Et j’allais finalement en avoir la preuve alors que je travaillais aux Affaires des colliers.
Un ami armurier me dit un jour qu’il avait vu sur un site ou un forum que l’arme dont nous débattons n’était pas correctement identifiée, qu’il avait lui, des documents concernant le modèle véritable ; docs qu’il m’a donc communiqués puisque je lui parlais d’en faire une présentation dans ma prochaine étude… Etude que certains d'entre vous ont eu la chance d'avoir entre les mains, mais que, pour les autres, je vais résumer ci-dessous :
Il s’agit en fait d’un pistolet-mitrailleur produit par la Fabricca nazionale d’Armie, implantée à Brescia, Italie, aux alentours de 1956-1957.

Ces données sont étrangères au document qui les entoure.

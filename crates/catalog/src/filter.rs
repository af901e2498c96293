//! Name filters shared by the crawler and the retrieval pipeline.

const IMAGE_EXTENSIONS: [&str; 3] = ["jpg", "jpeg", "png"];

/// Folders whose name starts with a dot are never catalogued.
pub fn is_hidden_folder(name: &str) -> bool {
    name.starts_with('.')
}

/// Whether a file name looks like a displayable image.
///
/// The extension (after the last dot) must be `jpg`, `jpeg` or `png` in any
/// case. macOS resource fork companions (`._IMG_0001.JPG`) and names that are
/// nothing but an extension (`.jpg`) are rejected.
///
/// # Examples
///
/// ```
/// use gallery_catalog::filter::is_image_name;
/// assert!(is_image_name("IMG_0001.JPG"));
/// assert!(!is_image_name("._IMG_0001.JPG"));
/// assert!(!is_image_name("notes.txt"));
/// ```
pub fn is_image_name(name: &str) -> bool {
    if name.starts_with("._") {
        return false;
    }
    match name.rsplit_once('.') {
        Some((stem, extension)) if !stem.is_empty() => {
            IMAGE_EXTENSIONS.iter().any(|known| extension.eq_ignore_ascii_case(known))
        },
        _ => false,
    }
}

#[cfg(test)]
mod tests {
    use super::*;
    use rstest::rstest;

    #[rstest]
    #[case("a.jpg", true)]
    #[case("a.JPG", true)]
    #[case("a.JpEg", true)]
    #[case("a.png", true)]
    #[case("archive.tar.png", true)]
    #[case(".hidden.jpg", true)]
    #[case("._a.jpg", false)]
    #[case(".jpg", false)]
    #[case("jpg", false)]
    #[case("a.gif", false)]
    #[case("a.jpg.txt", false)]
    #[case("a.", false)]
    #[case("", false)]
    fn test_is_image_name(#[case] name: &str, #[case] expected: bool) {
        assert_eq!(is_image_name(name), expected);
    }

    #[rstest]
    #[case(".trash", true)]
    #[case(".", true)]
    #[case("@eaDir", false)]
    #[case("2023", false)]
    fn test_is_hidden_folder(#[case] name: &str, #[case] expected: bool) {
        assert_eq!(is_hidden_folder(name), expected);
    }
}
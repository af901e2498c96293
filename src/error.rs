//! Application Error Types
//!
//! Failures while setting up the share and the snapshot cache. Operation
//! errors come from the catalog crate itself.

use derive_more::{Display, Error};

pub type Error = exn::Exn<ErrorKind>;
pub type Result<T> = std::result::Result<T, Error>;

#[derive(Debug, Display, Error)]
pub enum ErrorKind {
    #[display("could not load the configuration")]
    Config,
    #[display("could not set up the share")]
    Share,
    #[display("could not open the snapshot cache")]
    Cache,
}
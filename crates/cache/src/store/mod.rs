//! Snapshot stores.
//!
//! A [`SnapshotStore`] keeps the result of the last complete crawl for each
//! [`SnapshotKey`]. Snapshots never expire on their own; they are replaced by
//! the next successful crawl for the same key, or removed on request.

mod json;
#[cfg(any(test, feature = "mock"))]
mod memory;
mod sqlite;

pub use self::json::JsonFileStore;
#[cfg(any(test, feature = "mock"))]
pub use self::memory::MemoryStore;
pub use self::sqlite::SqliteStore;
use crate::error::Result;
use crate::models::{CatalogSnapshot, SnapshotKey};
use async_trait::async_trait;

/// Durable storage for catalog snapshots.
#[async_trait]
pub trait SnapshotStore: Send + Sync {
    /// Name of the store (used for logging only).
    fn name(&self) -> &str;

    /// Fetch the snapshot stored under `key`, if any.
    async fn get(&self, key: &SnapshotKey) -> Result<Option<CatalogSnapshot>>;

    /// Store a snapshot under its own key, replacing any previous snapshot for
    /// that key. Either the whole snapshot is stored or nothing is.
    async fn put(&self, snapshot: &CatalogSnapshot) -> Result<()>;

    /// Remove the snapshot stored under `key`. Returns whether there was one.
    async fn invalidate(&self, key: &SnapshotKey) -> Result<bool>;

    /// Remove every snapshot. Returns how many were removed.
    async fn clear(&self) -> Result<u64>;
}
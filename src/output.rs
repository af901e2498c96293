//! What the commands print on stdout. Logs go to stderr, so JSON output can
//! be piped as is.

use gallery_catalog::{FolderDescriptor, ImageRecord};
use std::io::{self, Write};

pub fn write_folders(out: &mut impl Write, folders: &[FolderDescriptor], json: bool) -> io::Result<()> {
    if json {
        return write_json(out, folders);
    }
    for folder in folders {
        writeln!(out, "{}\t{}", folder.path, folder.image_count)?;
    }
    Ok(())
}

pub fn write_images(out: &mut impl Write, images: &[ImageRecord], json: bool) -> io::Result<()> {
    if json {
        return write_json(out, images);
    }
    for image in images {
        writeln!(out, "{}\t{}", image.filename, image.shooting_date.as_deref().unwrap_or("-"))?;
    }
    Ok(())
}

fn write_json<T: serde::Serialize + ?Sized>(out: &mut impl Write, value: &T) -> io::Result<()> {
    serde_json::to_writer_pretty(&mut *out, value)?;
    writeln!(out)
}

#[cfg(test)]
mod tests {
    use super::*;

    fn render(write: impl FnOnce(&mut Vec<u8>) -> io::Result<()>) -> String {
        let mut out = Vec::new();
        write(&mut out).unwrap();
        String::from_utf8(out).unwrap()
    }

    #[test]
    fn test_folders_as_text() {
        let folders = [FolderDescriptor::new("2023", 2), FolderDescriptor::new("2023/winter", 0)];
        let text = render(|out| write_folders(out, &folders, false));
        assert_eq!(text, "2023\t2\n2023/winter\t0\n");
    }

    #[test]
    fn test_folders_as_json() {
        let folders = [FolderDescriptor::new("2023", 2)];
        let text = render(|out| write_folders(out, &folders, true));
        let value: serde_json::Value = serde_json::from_str(&text).unwrap();
        assert_eq!(value, serde_json::json!([{"path": "2023", "image_count": 2}]));
    }

    #[test]
    fn test_empty_output() {
        assert_eq!(render(|out| write_folders(out, &[], false)), "");
        assert_eq!(render(|out| write_images(out, &[], true)), "[]\n");
    }

    #[test]
    fn test_images() {
        let images = [
            ImageRecord { filename: "a.jpg".to_string(), shooting_date: Some("2023:01:02 03:04:05".to_string()) },
            ImageRecord { filename: "b.png".to_string(), shooting_date: None },
        ];
        assert_eq!(render(|out| write_images(out, &images, false)), "a.jpg\t2023:01:02 03:04:05\nb.png\t-\n");
        let value: serde_json::Value = serde_json::from_str(&render(|out| write_images(out, &images, true))).unwrap();
        assert_eq!(
            value,
            serde_json::json!([
                {"filename": "a.jpg", "shooting_date": "2023:01:02 03:04:05"},
                {"filename": "b.png", "shooting_date": null},
            ])
        );
    }
}
//! Mounted share backend.
//!
//! The share is reachable as a directory on this machine (a CIFS/SMB or NFS
//! mount, or simply a local folder). Folders are read with `tokio::fs`, so the
//! operating system's share client does the network work.

use crate::backend::{ByteStream, SessionHandle, ShareClient, ShareSession};
use crate::error::{ErrorKind, Result};
use crate::models::ShareEntry;
use crate::path::{normalize as normalize_path, validate as validate_path};
use async_stream::stream;
use async_trait::async_trait;
use std::path::{Path, PathBuf};
use std::sync::atomic::{AtomicBool, Ordering};
use tokio::fs;
use tokio::io::AsyncReadExt;

/// Size of the chunks yielded by [`ShareSession::open`].
const CHUNK_SIZE: usize = 64 * 1024;

/// Share mounted into the local filesystem.
///
/// # Examples
///
/// ```no_run
/// use gallery_share::MountedShare;
///
/// # fn example() -> Result<(), Box<dyn std::error::Error>> {
/// let share = MountedShare::new("nas", "/mnt/nas")?;
/// # Ok(())
/// # }
/// ```
#[derive(Clone)]
pub struct MountedShare {
    name: String,
    /// Mount point of the share.
    root: PathBuf,
}
impl MountedShare {
    /// Create a new mounted share.
    ///
    /// # Errors
    ///
    /// Returns an error if the path is not absolute. Whether the mount point
    /// actually exists is only checked on [`connect`](ShareClient::connect),
    /// since a share can be mounted after the application has started.
    pub fn new(name: impl Into<String>, root: impl AsRef<Path>) -> Result<Self> {
        let root = root.as_ref().to_path_buf();
        if !root.is_absolute() {
            exn::bail!(ErrorKind::InvalidPath(root));
        }
        Ok(Self { name: name.into(), root })
    }

    pub fn root(&self) -> &Path {
        &self.root
    }
}

#[async_trait]
impl ShareClient for MountedShare {
    fn name(&self) -> &str {
        &self.name
    }

    async fn connect(&self) -> Result<SessionHandle> {
        match fs::metadata(&self.root).await {
            Ok(meta) if meta.is_dir() => {},
            Ok(_) => exn::bail!(ErrorKind::Connect(format!("`{}` is not a directory", self.root.display()))),
            Err(e) => exn::bail!(ErrorKind::Connect(format!("`{}` is not reachable: {e}", self.root.display()))),
        }
        tracing::debug!(share = %self.name, root = %self.root.display(), "Opened session to mounted share");
        Ok(Box::new(MountedSession {
            root: self.root.clone(),
            closed: AtomicBool::new(false),
        }))
    }
}

struct MountedSession {
    root: PathBuf,
    closed: AtomicBool,
}
impl MountedSession {
    fn ensure_open(&self) -> Result<()> {
        if self.closed.load(Ordering::Acquire) {
            exn::bail!(ErrorKind::Disconnected);
        }
        Ok(())
    }

    /// A missing path is only a missing path while the mount point is still
    /// there. Once the mount itself has gone away the session is dead.
    async fn map_io_error(&self, e: std::io::Error, path: &Path) -> ErrorKind {
        match e.kind() {
            std::io::ErrorKind::NotFound => match fs::try_exists(&self.root).await {
                Ok(true) => ErrorKind::NotFound(path.to_path_buf()),
                _ => ErrorKind::Disconnected,
            },
            std::io::ErrorKind::PermissionDenied => ErrorKind::PermissionDenied(path.to_path_buf()),
            std::io::ErrorKind::NotADirectory => ErrorKind::NotADirectory(path.to_path_buf()),
            _ => ErrorKind::Io(e),
        }
    }
}

#[async_trait]
impl ShareSession for MountedSession {
    async fn list(&self, path: &Path) -> Result<Vec<ShareEntry>> {
        self.ensure_open()?;
        let relative = normalize_path(path)?;
        let absolute = self.root.join(&relative);
        let mut dir = match fs::read_dir(&absolute).await {
            Ok(dir) => dir,
            Err(e) => exn::bail!(self.map_io_error(e, &relative).await),
        };
        let mut entries = Vec::new();
        loop {
            let entry = match dir.next_entry().await {
                Ok(Some(entry)) => entry,
                Ok(None) => break,
                Err(e) => exn::bail!(self.map_io_error(e, &relative).await),
            };
            let Ok(name) = entry.file_name().into_string() else {
                tracing::debug!(path = %entry.path().display(), "Skipping entry with non UTF-8 name");
                continue;
            };
            // Follow symlinks, the same way the share's own client would.
            let Ok(metadata) = fs::metadata(entry.path()).await else {
                tracing::debug!(path = %entry.path().display(), "Skipping broken symlink");
                continue;
            };
            entries.push(ShareEntry { name, is_directory: metadata.is_dir() });
        }
        // Directory iteration order is whatever the filesystem feels like.
        // Sort so that listings (and therefore catalogs) are deterministic.
        entries.sort_by(|a, b| a.name.cmp(&b.name));
        Ok(entries)
    }

    async fn open<'a>(&'a self, path: &'a Path) -> Result<ByteStream<'a>> {
        self.ensure_open()?;
        let relative = validate_path(path)?;
        let absolute = self.root.join(&relative);
        let mut file = match fs::File::open(&absolute).await {
            Ok(file) => file,
            Err(e) => exn::bail!(self.map_io_error(e, &relative).await),
        };
        let metadata = file.metadata().await.map_err(ErrorKind::Io)?;
        if metadata.is_dir() {
            exn::bail!(ErrorKind::InvalidPath(relative));
        }
        Ok(Box::pin(stream! {
            loop {
                let mut buffer = vec![0; CHUNK_SIZE];
                match file.read(&mut buffer).await {
                    Ok(0) => break,
                    Ok(read) => {
                        buffer.truncate(read);
                        yield Ok(buffer);
                    },
                    Err(e) => {
                        yield Err(exn::Exn::from(ErrorKind::Io(e)));
                        break;
                    },
                }
            }
        }))
    }

    async fn close(&self) {
        self.closed.store(true, Ordering::Release);
    }
}
//! Photo folder catalog and image retrieval for a NAS share.
//!
//! - [`catalog`]: depth-bounded crawl of the folders below a base folder,
//!   counting the images in each, cached as snapshots.
//! - [`retrieve`]: stage the images of one folder locally, annotated with
//!   their capture time.

pub mod catalog;
pub mod filter;
pub mod metadata;
pub mod retrieve;

pub use crate::catalog::{Catalog, CrawlOptions, FolderListing, ListingSource};
pub use crate::retrieve::{ImageRecord, RetrieveOptions, Retrieval, Retriever, Staging};
pub use gallery_cache::FolderDescriptor;
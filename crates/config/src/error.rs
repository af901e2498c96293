//! Config Error Types
//!
//! This module provides structured errors using `exn` for automatic location
//! tracking and error tree construction.

use derive_more::{Display, Error};

/// A configuration error with automatic location tracking.
pub type Error = exn::Exn<ErrorKind>;
/// Result type alias for configuration operations.
pub type Result<T> = std::result::Result<T, Error>;

#[derive(Debug, Display, Error)]
pub enum ErrorKind {
    /// A configuration source could not be read or parsed.
    #[display("could not load configuration")]
    Load,
    /// The configuration was loaded, but a value is unusable.
    #[display("invalid configuration: {_0}")]
    Invalid(#[error(not(source))] String),
    /// No home directory to derive default locations from.
    #[display("could not determine the home directory")]
    NoHomeDirectory,
}

impl ErrorKind {
    /// Returns `true` if retrying might succeed.
    pub fn is_retryable(&self) -> bool {
        false
    }
}
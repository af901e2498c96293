//! Share Error Types
//!
//! This module provides structured errors using `exn` for automatic location
//! tracking and error tree construction.

use derive_more::{Display, Error};
use std::io::Error as IoError;
use std::path::PathBuf;
use std::time::Duration;

/// A share error with automatic location tracking.
pub type Error = exn::Exn<ErrorKind>;
/// Result type alias for share operations.
pub type Result<T> = std::result::Result<T, Error>;

/// Actionable error categories.
///
/// These describe what the caller should *do*, not what went wrong internally.
#[derive(Debug, Display, Error)]
pub enum ErrorKind {
    /// Could not establish a session with the share (unreachable server,
    /// unmounted share, rejected credentials).
    #[display("could not connect to share: {_0}")]
    Connect(#[error(not(source))] String),
    /// The session was lost or closed while in use.
    #[display("share session disconnected")]
    Disconnected,
    /// A remote operation did not complete in time.
    #[display("share operation timed out after {}s", _0.as_secs())]
    Timeout(#[error(not(source))] Duration),
    /// File or folder does not exist
    #[display("not found: {}", _0.display())]
    NotFound(#[error(not(source))] PathBuf),
    /// Access denied (permissions or credentials)
    #[display("permission denied: {}", _0.display())]
    PermissionDenied(#[error(not(source))] PathBuf),
    /// Listing was requested for something that is not a folder.
    #[display("not a directory: {}", _0.display())]
    NotADirectory(#[error(not(source))] PathBuf),
    /// Path contains invalid characters or escapes the share root
    #[display("invalid path: {}", _0.display())]
    InvalidPath(#[error(not(source))] PathBuf),
    /// Underlying I/O error
    #[display("I/O error: {_0}")]
    Io(IoError),
}
impl From<IoError> for ErrorKind {
    fn from(err: IoError) -> Self {
        Self::Io(err)
    }
}

impl ErrorKind {
    /// Returns `true` if retrying might succeed.
    pub fn is_retryable(&self) -> bool {
        matches!(self, Self::Io(_) | Self::Disconnected | Self::Timeout(_) | Self::Connect(_))
    }

    /// Returns `true` when the failure concerns the session with the share as
    /// a whole, rather than one particular path on it. Callers abort the
    /// enclosing operation on these.
    pub fn is_connectivity(&self) -> bool {
        matches!(self, Self::Connect(_) | Self::Disconnected | Self::Timeout(_))
    }
}

#[cfg(test)]
mod tests {
    use super::*;
    use rstest::rstest;

    #[rstest]
    #[case(ErrorKind::Connect("refused".to_string()), true)]
    #[case(ErrorKind::Disconnected, true)]
    #[case(ErrorKind::Timeout(Duration::from_secs(3)), true)]
    #[case(ErrorKind::NotFound(PathBuf::from("a")), false)]
    #[case(ErrorKind::PermissionDenied(PathBuf::from("a")), false)]
    #[case(ErrorKind::NotADirectory(PathBuf::from("a")), false)]
    #[case(ErrorKind::InvalidPath(PathBuf::from("..")), false)]
    fn test_is_connectivity(#[case] kind: ErrorKind, #[case] expected: bool) {
        assert_eq!(kind.is_connectivity(), expected);
    }

    #[test]
    fn test_display() {
        assert_eq!(ErrorKind::Timeout(Duration::from_secs(30)).to_string(), "share operation timed out after 30s");
        assert_eq!(ErrorKind::NotFound(PathBuf::from("PHOTO/2023")).to_string(), "not found: PHOTO/2023");
    }
}
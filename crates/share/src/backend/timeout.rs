//! Timeout decorator.
//!
//! Wraps another [`ShareClient`] and bounds every remote operation (connect,
//! list, open, and each chunk of a file read) with a deadline. An operation
//! that runs past it fails with [`Timeout`](ErrorKind::Timeout), which counts
//! as a connectivity failure.

use crate::backend::{ByteStream, SessionHandle, ShareClient, ShareSession};
use crate::error::{ErrorKind, Result};
use crate::models::ShareEntry;
use crate::ShareHandle;
use async_stream::stream;
use async_trait::async_trait;
use futures::StreamExt;
use std::future::Future;
use std::path::Path;
use std::time::Duration;

async fn bounded<T>(limit: Duration, operation: impl Future<Output = Result<T>>) -> Result<T> {
    match tokio::time::timeout(limit, operation).await {
        Ok(result) => result,
        Err(_elapsed) => exn::bail!(ErrorKind::Timeout(limit)),
    }
}

/// Share client with a deadline on every remote operation.
#[derive(Clone)]
pub struct TimeoutShare {
    inner: ShareHandle,
    limit: Duration,
}
impl TimeoutShare {
    pub fn new(inner: ShareHandle, limit: Duration) -> Self {
        Self { inner, limit }
    }
}

#[async_trait]
impl ShareClient for TimeoutShare {
    fn name(&self) -> &str {
        self.inner.name()
    }

    async fn connect(&self) -> Result<SessionHandle> {
        let inner = bounded(self.limit, self.inner.connect()).await?;
        Ok(Box::new(TimeoutSession { inner, limit: self.limit }))
    }
}

struct TimeoutSession {
    inner: SessionHandle,
    limit: Duration,
}

#[async_trait]
impl ShareSession for TimeoutSession {
    async fn list(&self, path: &Path) -> Result<Vec<ShareEntry>> {
        bounded(self.limit, self.inner.list(path)).await
    }

    async fn open<'a>(&'a self, path: &'a Path) -> Result<ByteStream<'a>> {
        let mut chunks = bounded(self.limit, self.inner.open(path)).await?;
        let limit = self.limit;
        Ok(Box::pin(stream! {
            loop {
                match tokio::time::timeout(limit, chunks.next()).await {
                    Ok(Some(chunk)) => yield chunk,
                    Ok(None) => break,
                    Err(_elapsed) => {
                        tracing::warn!(path = %path.display(), "Share stopped sending file contents");
                        yield Err(exn::Exn::from(ErrorKind::Timeout(limit)));
                        break;
                    },
                }
            }
        }))
    }

    async fn close(&self) {
        // Same deadline as every other operation, then the session is dropped.
        if tokio::time::timeout(self.limit, self.inner.close()).await.is_err() {
            tracing::warn!("Timed out closing share session; dropping it");
        }
    }
}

En 1954, la F.N.A. démarre les études d’un pistolet-mitrailleur dont le nom de code est « X4 » et dont le format est un peu plus grand. Ce nouveau modèle, qui avait prouvé ses indéniables qualités lors de tests poussés, était proposé au prix unitaire de 50$ US pour 100.000 unités… Lors d’un dernier test « grandeur nature » réalisé à la mi-1955, la firme décida donc sa mise sur le marché.
Les différences appréciables entre les deux modèles d’armes sont un canon et un chargeur plus longs…
Mais, hélas, aussi bien le « X4 » que son descendant direct, encore plus trapu, le « X5 » vu dans S.O.S. météores, ne rencontrèrent le succès escompté et, vers la fin des années 1950, vu le peu d’empressement apporté par les différents pays à le(s) commander, la F.N.A. décida d’en arrêter la fabrication.
Cependant, Maître Jacobs en avait vu un exemple et décida de le mettre en scène dans cette planche, tout en ignorant que le « B » de F.N.A.B. n’était pas celui de « Beretta » !
Et c’est sur ce quiproquo assez banal que se basèrent des générations de lecteurs et de chercheurs dans mon genre…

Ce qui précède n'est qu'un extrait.